Without their coach and without anything resembling an effective offense, the Gophers limped toward the postseason on Saturday, secure in the knowledge that Le'Veon Bell can't hurt them there.
Bell roared into the Big Ten rushing lead with 266 yards, or almost three times as many yards as Minnesota's entire offense produced against a team bent on reaching a bowl game of its own, and Michigan State handed the Gophers a 26-10 loss that raises a host of new questions.
Chief among them: How's Jerry Kill?
The Gophers coach suffered an epileptic seizure in the locker room at halftime, after players had already taken the field, and defensive coordinator Tracy Claeys coached the second half from the press box. Kill is recovering normally from the seizure, athletic director Norwood Teague said afterward, and will not require hospitalization. He's expected back at work on Monday, Teague said.
"I know this will bring up questions about him moving forward, but we have 100 percent confidence in Jerry," Teague said. "We'll evaluate, at the end of the year, his health, and that mainly is for him. ... You don't want to downplay it, but you get to the point where you realize it's something he has to deal with at times. It's easy to deal with in a lot of ways."
Kill, who has endured occasional seizures for two decades, has twice before been stricken with epileptic seizures on a game day. Last year, Kill collapsed on the TCF Bank Stadium sidelines late in the fourth quarter of a 28-21 loss to New Mexico State, and last month, Kill was stricken about an hour after Minnesota's 21-13 loss to Northwestern. In both cases, Kill rejoined the team after short hospital stays.
"His vitals are fine. He's healthy as a horse, as they say," except for the seizures, Teague said. The public perception of his affliction "doesn't really concern me that much," the athletic director added. "I've lived with these guys every day. ... At first blush, yeah, [it's a problem], but once you start really thinking about it, we move forward and we work, he works -- it doesn't bother me at all."
Their coach will be fine, everyone said afterward, but can the same be said about the Gophers offense, which was held to a season-low 96 total yards? Or their rushing defense, which allowed Bell to rush for more than 70 yards in three of the four quarters?
And most curious of all, will the Meineke Car Care Bowl prefer a 6-6 Purdue team that has won three straight games, or a 6-6 Minnesota team that beat the Boilermakers but has lost two straight games without showing a glimmer of offense? A bump from the Big Ten's sixth bowl team to seventh would cost the Gophers their prime-time exposure in Houston, and send them to a New Year's morning date in the Heart of Dallas Bowl.
The Gophers had hopes of posting their first winning regular-season record since 2009, but Michigan State's need for a victory in order to reach bowl eligibility proved a more effective motivation.

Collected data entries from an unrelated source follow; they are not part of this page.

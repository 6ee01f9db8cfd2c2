//! Fixed-capacity ordered sets.
//!
//! A [`Set`] is a doubly-linked ring threaded through the nodes of an [`Arena`]. Several sets can
//! share one arena, which is how records move between a free pool and the sets that use them
//! without ever being copied or allocated. A node belongs to at most one set at a time.
//!
//! Every node's `next`/`prev` links are always valid. A detached node or the only node of a set
//! points at itself, so linking and unlinking never has to special-case a boundary.
//!
//! Sets are addressed with a [`Location`]:
//!
//! - [`Location::Head`] and [`Location::Tail`] scan from either end for a [`NodeId`].
//! - [`Location::Next`] and [`Location::Prev`] step around the ring from a known node.
//! - [`Location::NextLinear`] and [`Location::PrevLinear`] do the same, but stop at the tail and
//!   head respectively.
//! - [`Location::Index`] walks forward from the head.
//! - [`Location::Default`] picks an end according to the set's [`Behavior`].

#![cfg_attr(not(test), no_std)]

extern crate alloc;

use alloc::vec::Vec;
use core::{
    fmt,
    ops::{Index, IndexMut},
};

use snafu::Snafu;

/// An error returned by a set operation.
#[derive(Debug, Clone, Copy, PartialEq, Eq, Snafu)]
pub enum SetError {
    /// The requested node is not in the set.
    ResourceUnavailable,
    /// The location is not supported by this operation.
    Failed,
}

/// A reference to a node in an [`Arena`].
#[derive(Clone, Copy, PartialEq, Eq, Hash, PartialOrd, Ord)]
pub struct Handle(usize);

impl Handle {
    /// Creates a handle referring to the node at `index`.
    #[must_use]
    pub const fn new(index: usize) -> Self {
        Self(index)
    }

    /// Returns the position of the node inside its arena.
    #[must_use]
    pub const fn index(self) -> usize {
        self.0
    }
}

impl fmt::Debug for Handle {
    fn fmt(&self, f: &mut fmt::Formatter<'_>) -> fmt::Result {
        write!(f, "#{}", self.0)
    }
}

/// A node identifier used to search a set.
#[derive(Debug, Clone, Copy, PartialEq, Eq)]
pub enum NodeId {
    /// Matches the first node scanned.
    Any,
    /// Matches nodes added with this id.
    Id(usize),
}

/// The default ordering of a set.
#[derive(Debug, Clone, Copy, PartialEq, Eq, Default)]
pub enum Behavior {
    /// First in, first out. Default removals take the head.
    #[default]
    Fifo,
    /// Last in, first out. Default removals take the tail.
    Lifo,
    /// Caller-managed ordering. Default removals take the head.
    Ordered,
}

/// A position inside a set.
#[derive(Debug, Clone, Copy, PartialEq, Eq)]
pub enum Location {
    /// Scan forward from the head for a node.
    Head(NodeId),
    /// Scan backward from the tail for a node.
    Tail(NodeId),
    /// The node following the given node, wrapping around from tail to head.
    Next(Handle),
    /// The node preceding the given node, wrapping around from head to tail.
    Prev(Handle),
    /// The node following the given node. Fails at the tail.
    NextLinear(Handle),
    /// The node preceding the given node. Fails at the head.
    PrevLinear(Handle),
    /// The node this many steps forward from the head.
    Index(usize),
    /// The end chosen by the set's [`Behavior`].
    Default(NodeId),
}

#[derive(Debug, Clone, Copy)]
struct Links {
    next: Handle,
    prev: Handle,
    id: Option<usize>,
}

impl Links {
    const fn detached(node: Handle) -> Self {
        Self {
            next: node,
            prev: node,
            id: None,
        }
    }
}

/// Fixed-capacity storage for the nodes of one or more sets.
pub struct Arena<T> {
    links: Vec<Links>,
    values: Vec<T>,
}

impl<T> Arena<T> {
    /// Creates an arena of `len` detached nodes, building each value with `f`.
    ///
    /// This is the only place an arena allocates.
    pub fn from_fn(len: usize, mut f: impl FnMut(Handle) -> T) -> Self {
        Self {
            links: (0..len).map(|i| Links::detached(Handle(i))).collect(),
            values: (0..len).map(|i| f(Handle(i))).collect(),
        }
    }

    /// Returns the number of nodes in the arena.
    #[must_use]
    pub fn len(&self) -> usize {
        self.values.len()
    }

    /// Returns whether the arena has no nodes at all.
    #[must_use]
    pub fn is_empty(&self) -> bool {
        self.values.is_empty()
    }

    /// Returns the value stored in a node, if the handle belongs to this arena.
    #[must_use]
    pub fn get(&self, node: Handle) -> Option<&T> {
        self.values.get(node.0)
    }

    /// Returns the value stored in a node mutably, if the handle belongs to this arena.
    pub fn get_mut(&mut self, node: Handle) -> Option<&mut T> {
        self.values.get_mut(node.0)
    }

    /// Returns the id a node was added to its set with, or `None` if it is detached.
    #[must_use]
    pub fn node_id(&self, node: Handle) -> Option<usize> {
        self.links[node.0].id
    }

    /// Iterates over every handle in the arena, linked or not.
    pub fn handles(&self) -> impl Iterator<Item = Handle> + use<T> {
        (0..self.values.len()).map(Handle)
    }

    fn next(&self, node: Handle) -> Handle {
        self.links[node.0].next
    }

    fn prev(&self, node: Handle) -> Handle {
        self.links[node.0].prev
    }
}

impl<T> Index<Handle> for Arena<T> {
    type Output = T;

    fn index(&self, node: Handle) -> &T {
        &self.values[node.0]
    }
}

impl<T> IndexMut<Handle> for Arena<T> {
    fn index_mut(&mut self, node: Handle) -> &mut T {
        &mut self.values[node.0]
    }
}

impl<T: fmt::Debug> fmt::Debug for Arena<T> {
    fn fmt(&self, f: &mut fmt::Formatter<'_>) -> fmt::Result {
        f.debug_map()
            .entries(self.handles().map(|h| (h, &self.values[h.0])))
            .finish()
    }
}

/// An ordered set of nodes living in an [`Arena`].
#[derive(Debug, Clone, Copy, PartialEq, Eq)]
pub struct Set {
    head: Option<Handle>,
    count: usize,
    behavior: Behavior,
}

impl Default for Set {
    fn default() -> Self {
        Self::new(Behavior::default())
    }
}

impl Set {
    /// Creates an empty set.
    #[must_use]
    pub const fn new(behavior: Behavior) -> Self {
        Self {
            head: None,
            count: 0,
            behavior,
        }
    }

    /// Forgets every node and resets the set's behavior.
    ///
    /// Nodes that were linked keep their stale links, so this is only meant for sets whose
    /// nodes are about to be rebuilt.
    pub const fn initialize(&mut self, behavior: Behavior) {
        *self = Self::new(behavior);
    }

    /// Returns the number of nodes in the set.
    #[must_use]
    pub const fn count(&self) -> usize {
        self.count
    }

    /// Returns whether the set has no nodes.
    #[must_use]
    pub const fn is_empty(&self) -> bool {
        self.head.is_none()
    }

    /// Returns the behavior used to resolve [`Location::Default`].
    #[must_use]
    pub const fn behavior(&self) -> Behavior {
        self.behavior
    }

    /// Returns the first node in the set.
    #[must_use]
    pub const fn head(&self) -> Option<Handle> {
        self.head
    }

    /// Returns the last node in the set.
    #[must_use]
    pub fn tail<T>(&self, arena: &Arena<T>) -> Option<Handle> {
        self.head.map(|head| arena.prev(head))
    }

    /// Iterates over the set's nodes from head to tail.
    pub fn iter<'a, T>(&self, arena: &'a Arena<T>) -> Iter<'a, T> {
        Iter {
            arena,
            next: self.head,
            remaining: self.count,
        }
    }

    /// Returns whether `node` is linked into this set.
    #[must_use]
    pub fn contains<T>(&self, arena: &Arena<T>, node: Handle) -> bool {
        self.iter(arena).any(|h| h == node)
    }

    /// Locates a node.
    ///
    /// # Errors
    ///
    /// - [`SetError::ResourceUnavailable`] if no node exists at the location.
    pub fn find<T>(&self, arena: &Arena<T>, location: Location) -> Result<Handle, SetError> {
        match self.resolve_remove(location) {
            Location::Head(id) => self.find_id(arena, id, true),
            Location::Tail(id) => self.find_id(arena, id, false),
            Location::Next(node) => self.find_adjacent(arena, node, true),
            Location::Prev(node) => self.find_adjacent(arena, node, false),
            Location::NextLinear(node) => {
                if self.tail(arena) == Some(node) {
                    return Err(SetError::ResourceUnavailable);
                }
                self.find_adjacent(arena, node, true)
            }
            Location::PrevLinear(node) => {
                if self.head == Some(node) {
                    return Err(SetError::ResourceUnavailable);
                }
                self.find_adjacent(arena, node, false)
            }
            Location::Index(index) => self.find_index(arena, index),
            Location::Default(_) => Err(SetError::Failed),
        }
    }

    /// Links a detached node into the set and tags it with `id`.
    ///
    /// [`Location::Head`] and [`Location::Tail`] add at that end (their [`NodeId`] is ignored);
    /// [`Location::Default`] always adds at the tail. The adjacent locations insert next to the
    /// given anchor node: inserting after the tail extends the tail, and inserting before the head
    /// becomes the new head.
    ///
    /// # Errors
    ///
    /// - [`SetError::Failed`] for [`Location::Index`].
    /// - [`SetError::ResourceUnavailable`] when inserting next to an anchor in an empty set.
    pub fn add<T>(
        &mut self,
        arena: &mut Arena<T>,
        location: Location,
        id: usize,
        node: Handle,
    ) -> Result<(), SetError> {
        let location = match location {
            Location::Default(_) => Location::Tail(NodeId::Any),
            other => other,
        };

        match location {
            Location::Head(_) => self.add_to_end(arena, node, true),
            Location::Tail(_) => self.add_to_end(arena, node, false),
            Location::Next(anchor) | Location::NextLinear(anchor) => {
                self.add_adjacent(arena, anchor, node, true)?;
            }
            Location::Prev(anchor) | Location::PrevLinear(anchor) => {
                self.add_adjacent(arena, anchor, node, false)?;
            }
            Location::Index(_) | Location::Default(_) => return Err(SetError::Failed),
        }

        arena.links[node.0].id = Some(id);
        self.count += 1;
        log::trace!("set add {node:?} (id {id}), count {}", self.count);

        Ok(())
    }

    /// Unlinks and returns the node at `location`.
    ///
    /// The removed node is left detached with no id.
    ///
    /// # Errors
    ///
    /// - [`SetError::ResourceUnavailable`] if no node exists at the location.
    pub fn remove<T>(
        &mut self,
        arena: &mut Arena<T>,
        location: Location,
    ) -> Result<Handle, SetError> {
        let node = self.find(arena, location)?;
        self.unlink(arena, node);
        log::trace!("set remove {node:?}, count {}", self.count);

        Ok(node)
    }

    const fn resolve_remove(&self, location: Location) -> Location {
        match location {
            Location::Default(id) => match self.behavior {
                Behavior::Lifo => Location::Tail(id),
                Behavior::Fifo | Behavior::Ordered => Location::Head(id),
            },
            other => other,
        }
    }

    fn find_id<T>(
        &self,
        arena: &Arena<T>,
        id: NodeId,
        from_head: bool,
    ) -> Result<Handle, SetError> {
        let Some(head) = self.head else {
            return Err(SetError::ResourceUnavailable);
        };
        let start = if from_head { head } else { arena.prev(head) };

        let NodeId::Id(id) = id else {
            return Ok(start);
        };

        let mut node = start;
        loop {
            if arena.links[node.0].id == Some(id) {
                return Ok(node);
            }

            node = if from_head {
                arena.next(node)
            } else {
                arena.prev(node)
            };

            if node == start {
                return Err(SetError::ResourceUnavailable);
            }
        }
    }

    fn find_adjacent<T>(
        &self,
        arena: &Arena<T>,
        node: Handle,
        forward: bool,
    ) -> Result<Handle, SetError> {
        if self.is_empty() {
            return Err(SetError::ResourceUnavailable);
        }

        Ok(if forward {
            arena.next(node)
        } else {
            arena.prev(node)
        })
    }

    fn find_index<T>(&self, arena: &Arena<T>, index: usize) -> Result<Handle, SetError> {
        if index >= self.count {
            return Err(SetError::ResourceUnavailable);
        }

        self.iter(arena)
            .nth(index)
            .ok_or(SetError::ResourceUnavailable)
    }

    fn add_to_end<T>(&mut self, arena: &mut Arena<T>, node: Handle, at_head: bool) {
        let Some(head) = self.head else {
            arena.links[node.0] = Links::detached(node);
            self.head = Some(node);
            return;
        };
        let tail = arena.prev(head);

        arena.links[node.0].next = head;
        arena.links[node.0].prev = tail;
        arena.links[tail.0].next = node;
        arena.links[head.0].prev = node;

        if at_head {
            self.head = Some(node);
        }
    }

    fn add_adjacent<T>(
        &mut self,
        arena: &mut Arena<T>,
        anchor: Handle,
        node: Handle,
        after: bool,
    ) -> Result<(), SetError> {
        if self.is_empty() {
            return Err(SetError::ResourceUnavailable);
        }

        if after {
            let next = arena.next(anchor);
            arena.links[node.0].prev = anchor;
            arena.links[node.0].next = next;
            arena.links[next.0].prev = node;
            arena.links[anchor.0].next = node;
        } else {
            let prev = arena.prev(anchor);
            arena.links[node.0].prev = prev;
            arena.links[node.0].next = anchor;
            arena.links[prev.0].next = node;
            arena.links[anchor.0].prev = node;

            if self.head == Some(anchor) {
                self.head = Some(node);
            }
        }

        Ok(())
    }

    fn unlink<T>(&mut self, arena: &mut Arena<T>, node: Handle) {
        let Links { next, prev, .. } = arena.links[node.0];

        if next == node {
            self.head = None;
        } else {
            arena.links[prev.0].next = next;
            arena.links[next.0].prev = prev;

            if self.head == Some(node) {
                self.head = Some(next);
            }
        }

        arena.links[node.0] = Links::detached(node);
        self.count = self.count.saturating_sub(1);
    }
}

/// An iterator over the handles of a [`Set`], from head to tail.
pub struct Iter<'a, T> {
    arena: &'a Arena<T>,
    next: Option<Handle>,
    remaining: usize,
}

impl<T> Iterator for Iter<'_, T> {
    type Item = Handle;

    fn next(&mut self) -> Option<Handle> {
        if self.remaining == 0 {
            return None;
        }

        let node = self.next?;
        self.remaining -= 1;
        self.next = Some(self.arena.next(node));

        Some(node)
    }

    fn size_hint(&self) -> (usize, Option<usize>) {
        (self.remaining, Some(self.remaining))
    }
}

impl<T> ExactSizeIterator for Iter<'_, T> {}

Junior quarterback Andrew Maxwell had little luck passing against Minnesota's defense, completing 13 of 29 passes for 143 yards, with two interceptions and a touchdown, and his failures caused several Spartan drives to stall, leaving it to kicker Dan Conroy to bank points three at a time.
But who needs to throw the ball when you have a yardage machine like Bell? The junior tailback entered the game in second place, 35 yards behind Wisconsin's Montee Ball, for the Big Ten rushing lead, but bulldozed his way to the top by wearing out Gophers defenders -- or simply carrying them with him. Bell's longest run of the day was a 40-yard romp in which he carried safety Derrick Wells on his back until a second tackler arrived.
Minnesota, by contrast, had no running game -- Donnell Kirkwood's 19 yards led the team, and the Gophers had a pitiful 4 total yards as a unit -- and no passing game, either. All three active quarterbacks got a chance, and they combined to go 13-for-30 for 92 total yards and four interceptions. Starter Philip Nelson threw three of the picks, and completed just 10 of 23 passes in leading an offense that never penetrated Michigan State's red zone, much less the end zone.
The Gophers' lone touchdown was provided by the defense. Late in the first quarter, junior linebacker Aaron Hill grabbed a Maxwell pass at the Michigan State 33 and picked his way down the sideline for a touchdown, the only highlight of a season finale that even outgoing Gophers seniors won't want to remember.